«Le campane non suonavano più e nessuno piangeva. L’unica cosa che si faceva era aspettare la morte, chi, ormai pazzo, guardando fisso nel vuoto, chi sgranando il rosario, altri abbandonandosi ai vizi peggiori. Molti dicevano: “È la fine del mondo”».
Così un cronista svedese ha descritto quello che ha visto durante la gigantesca epidemia di Peste nera che ha messo in ginocchio l’Europa tra il 1347 e 1353. Il batterio della peste, o Yersinia Pestis, è un coccobacillo a forma di bastoncino, isolato in laboratorio per la prima volta nel 1894 e trasmissibile all’uomo tramite le pulci dei roditori, come i ratti.
L’area di origine dell’ondata di pesta nera, così chiamata perché faceva comparire sul corpo degli infetti grossi bubboni neri, sembra esser stata l’Asia centro-orientale. Proprio in quei territori, alcuni anni prima ci sarebbe stata una massiva moria di roditori dovuta alla scarsità di cibo per via dell’irrigidimento improvviso delle condizioni climatiche. Venendo così a mancare i roditori, le pulci, i principali vettori del bacillo della peste, cercarono altri mammiferi da mordere: in primis l’uomo.

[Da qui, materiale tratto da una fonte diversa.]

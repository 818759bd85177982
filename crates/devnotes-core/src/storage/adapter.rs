//! Typed, fail-soft access to key-value slots
//!
//! `load` and `save` never return errors. A slot that is missing, blank or
//! unparseable reads as the caller's default; a write that fails is logged
//! and reported as `SaveOutcome::Failed`, and the caller's in-memory value
//! stays authoritative for the rest of the session.

use serde::de::DeserializeOwned;
use serde::Serialize;
use tracing::{debug, warn};

use crate::config::{Backend, Config};
use crate::storage::backend::KeyValueBackend;
use crate::storage::error::StorageResult;
use crate::storage::persistence::FileBackend;
use crate::storage::sqlite::SqliteBackend;

/// Slot holding the snippet collection
pub const SNIPPETS_KEY: &str = "devnotes-snippets";

/// Slot holding the dark-mode flag
pub const DARK_MODE_KEY: &str = "devnotes-dark-mode";

/// Result of a save attempt
#[derive(Debug, Clone, Copy, PartialEq, Eq, Default)]
pub enum SaveOutcome {
    /// Nothing has been saved yet
    #[default]
    Idle,
    /// The value reached durable storage
    Persisted,
    /// The write failed; the value will not survive a restart
    Failed,
}

impl SaveOutcome {
    pub fn is_failed(self) -> bool {
        self == SaveOutcome::Failed
    }
}

impl KeyValueBackend for Box<dyn KeyValueBackend> {
    fn read(&self, key: &str) -> StorageResult<Option<String>> {
        (**self).read(key)
    }

    fn write(&mut self, key: &str, value: &str) -> StorageResult<()> {
        (**self).write(key, value)
    }

    fn remove(&mut self, key: &str) -> StorageResult<()> {
        (**self).remove(key)
    }
}

/// Typed get/set over a key-value backend
pub struct StoreAdapter<B = Box<dyn KeyValueBackend>> {
    backend: B,
}

impl StoreAdapter {
    /// Open the backend selected by the configuration
    ///
    /// If the SQLite database cannot be opened the adapter falls back to the
    /// file backend in the same data directory.
    pub fn open(config: &Config) -> Self {
        let backend: Box<dyn KeyValueBackend> = match config.backend {
            Backend::File => Box::new(FileBackend::new(config.data_dir.clone())),
            Backend::Sqlite => match SqliteBackend::open(&config.sqlite_path()) {
                Ok(db) => Box::new(db),
                Err(e) => {
                    warn!(
                        "Could not open {:?} ({}), falling back to file storage",
                        config.sqlite_path(),
                        e
                    );
                    Box::new(FileBackend::new(config.data_dir.clone()))
                }
            },
        };
        Self { backend }
    }
}

impl<B: KeyValueBackend> StoreAdapter<B> {
    pub fn new(backend: B) -> Self {
        Self { backend }
    }

    /// Read and parse a slot, falling back to `default`
    pub fn load<T: DeserializeOwned>(&self, key: &str, default: T) -> T {
        let raw = match self.backend.read(key) {
            Ok(Some(raw)) => raw,
            Ok(None) => {
                debug!("Slot {} is empty, using default", key);
                return default;
            }
            Err(e) => {
                warn!("Failed to read slot {}: {}", key, e);
                return default;
            }
        };

        if raw.trim().is_empty() {
            return default;
        }

        match serde_json::from_str(&raw) {
            Ok(value) => value,
            Err(e) => {
                warn!("Slot {} holds invalid data ({}), using default", key, e);
                default
            }
        }
    }

    /// Serialize and write a slot; failures are logged, never raised
    pub fn save<T: Serialize + ?Sized>(&mut self, key: &str, value: &T) -> SaveOutcome {
        let raw = match serde_json::to_string(value) {
            Ok(raw) => raw,
            Err(e) => {
                warn!("Failed to serialize slot {}: {}", key, e);
                return SaveOutcome::Failed;
            }
        };

        match self.backend.write(key, &raw) {
            Ok(()) => SaveOutcome::Persisted,
            Err(e) => {
                match e.recovery_suggestion() {
                    Some(hint) => warn!("Failed to write slot {}: {}. {}", key, e, hint),
                    None => warn!("Failed to write slot {}: {}", key, e),
                }
                SaveOutcome::Failed
            }
        }
    }

    /// Whether a slot currently holds a non-blank value
    pub fn has(&self, key: &str) -> bool {
        matches!(self.backend.read(key), Ok(Some(raw)) if !raw.trim().is_empty())
    }

    pub fn backend(&self) -> &B {
        &self.backend
    }

    pub fn backend_mut(&mut self) -> &mut B {
        &mut self.backend
    }
}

L’impero Mongolo aveva una rete commerciale sviluppatissima e questo incrementò la diffusione della peste in Europa e il conseguente propagarsi della malattia. L’Italia venne colpita da tre diversi fronti: dalla Sicilia, da dove la peste si diffuse in tutta l’Italia meridionale e nel Lazio; da Genova, dove vengono contagiati Piemonte e Lombardia; e infine da Venezia, dove travolse Veneto, Emilia-Romagna fino alla Dalmazia.
A rendere la diffusione di questa malattia ancora più facile erano certamente le scarsissime norme igieniche dell’epoca, che non prevedevano nemmeno le fognature, costringendo così gli abitanti delle città a gettare ogni tipo di rifiuto, organico e non, nelle strade, trasformando i centri abitati in vere e proprie discariche a cielo aperto. La Peste Nera si manifestava con febbre altissima, vomito, bubboni infetti nei pressi dei linfonodi di ascelle e collo, e difficoltà respiratorie.
Dopo qualche giorno, o addirittura ore, subentrava la morte. La causa della Peste Nera, si credeva essere l’aria malsana. Una sorta di miasma diffuso in tutto il continente da un Dio furioso che avrebbe sterminato l’intera popolazione, che meritava di essere punita per i suoi innominabili peccati. Il decadimento morale infatti era inimmaginabile, la decadenza sociale di quel periodo ha toccato vette che ancora oggi sarebbe bene temere. Una delle pratiche più usate era quella di incidere una grossa vena, o i bubboni stessi, facendone uscire sangue e fluidi di altra natura, in modo da purificare il corpo. Questo però, oltre ad indebolire molto i pazienti non faceva altro che facilitare la diffusione della malattia e il conseguente contagio.
Il vaccino contro il bacillo della Yersinia Pestis venne creato per la prima volta da Waldermar Haffkine, famoso batteriologo russo che lavorò al vaccino dopo una grande epidemia di peste sviluppatasi nel 1896 a Bombay, in India. Il vaccino, perfezionato poi nel 900 da altri due batteriologi è tutt’oggi usato, ma garantisce una protezione per un periodo di massimo 6-12 mesi. Si stima che le vittime della Peste Nera siano state attorno alle 20 milioni e circa un terzo della popolazione Europea venne sterminata a causa di questa malattia invincibile. Intere città persero la quasi totalità degli abitanti e ne Re, papi, dotti, clero, poveri, ricchi o nobili ricevevano trattamenti di favore da quella che è ancora oggi considerata la malattia più mortale della storia.
Nessuno scampava alla morte nera, tutti erano sullo stesso piano e le questo fece vacillare il già precario ordine sociale dell’epoca. L’epidemia di peste cambiò l’Europa del tardo Medioevo almeno quanto le guerre mondiali cambiarono il mondo moderno, modificando anche la realtà nella quale viviamo oggi, che altro non è che un prodotto della realtà del passato.